The short answer is about 2-3 for all of them. Measles is 12-18.
The long answer is it's more complicated than that. There is more than one type of R number but during the pandemic the media has just been referring to the R number without specifiying the type.
The basic reproduction number of a disease R0 is the average number of people an infectious person infects in a population with no immunity that is homogenous (they all have the same number of contacts, behave in the same way). It's calculated from multiple studies observing the number of infections in different situations. It is an average and it is an estimate based on observations, which is why it is often expressed as a range. COVID is unusual in that we have actually been able to observe it in a population with no immunity, whereas that isn't the case for most diseases, so it is likely that calculations for R0 are more accurate than for some diseases. Of course, no population is homogenous, especially when it comes to the same number of contacts per person.

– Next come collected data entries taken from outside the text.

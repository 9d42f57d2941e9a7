//! Conversation turn types for the advice flow.

use serde::{Deserialize, Serialize};

/// Who produced a turn.
#[derive(Debug, Clone, Copy, PartialEq, Eq, Serialize, Deserialize)]
#[serde(rename_all = "lowercase")]
pub enum TurnRole {
    /// Turn from the person seeking guidance.
    User,
    /// Turn from the generative model.
    Model,
}

/// A single turn in an advice conversation.
///
/// Turns are append-only: once recorded they are never edited, reordered,
/// or removed, even when the backend call behind a model turn failed.
#[derive(Debug, Clone, PartialEq, Eq, Serialize, Deserialize)]
pub struct Turn {
    pub role: TurnRole,
    pub text: String,
    /// Set when a model turn was synthesized from a backend failure
    /// instead of a real completion.
    #[serde(default, skip_serializing_if = "std::ops::Not::not")]
    pub is_error: bool,
}

impl Turn {
    /// Creates a user turn.
    pub fn user(text: impl Into<String>) -> Self {
        Self {
            role: TurnRole::User,
            text: text.into(),
            is_error: false,
        }
    }

    /// Creates a model turn.
    pub fn model(text: impl Into<String>) -> Self {
        Self {
            role: TurnRole::Model,
            text: text.into(),
            is_error: false,
        }
    }

    /// Creates an error-flagged model turn standing in for a failed
    /// backend call.
    pub fn model_error(text: impl Into<String>) -> Self {
        Self {
            role: TurnRole::Model,
            text: text.into(),
            is_error: true,
        }
    }
}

The other R number that is often talked about is the effective R number at the current time, called Re or Rt. Obviously the Re changes, unlike the R0. When the government/media talk about the R number being around 1 or 2 at the moment, they are talking about the effective R at the moment. Things that affect Re, are immunity, the number of contacts (people modify their behaviour when there is a bug going round), other preventative measures (eg things like washing hands or cleaning more when there is a norovirus outbreak) etc
Which leads back to the point that populations aren't homogenous. Schoolchildren, young adults, parents, adults without DC in the home, the elderly, all behave differently and have different average numbers of contacts. Immunity levels will be different in different subpopulations eg young children compared to adults compared to the elderly. So the Re may be different in a different subpopulations.
So, for example, the R number for norovirus on cruise ships (I've seen studies where it was estimated as 7) is higher than it is in the general population because people are inside a single space with the same group of people for a prolonged period, sharing toilets and sharing food from buffets.
I guess what I'm saying is don't draw too many conclusions from the R number without an in depth knowledge of the subject 
Also, there isn't much point comparing the R0 number of diseases transmitted in different ways if you are trying to compare them to see if we are "overeacting" to COVID. It's far easier to take mitigating action to reduce the Re of diseases that aren't airbourne or transmitted via respiratory droplets eg HIV has an R0 2-5 but you can easily reduce the Re through the use of condoms, whereas even though the R0 of the first wave COVID was a similar range, it took lockdowns to reduce the Re.
Also, you can't compare the R0 (the average number of people an infectious person infects in a population with no immunity that is homogenous) of a disease that is endemic (a constant number of cases) with a disease where there is a pandemic or epidemic (a higher number of cases than would be expected, case numbers aren't constant) and use that to decide that you should act in the same way for both diseases because the R0 is the same. You need to look at the Re and case numbers and the effect on public health.
Although that may not be why you are asking!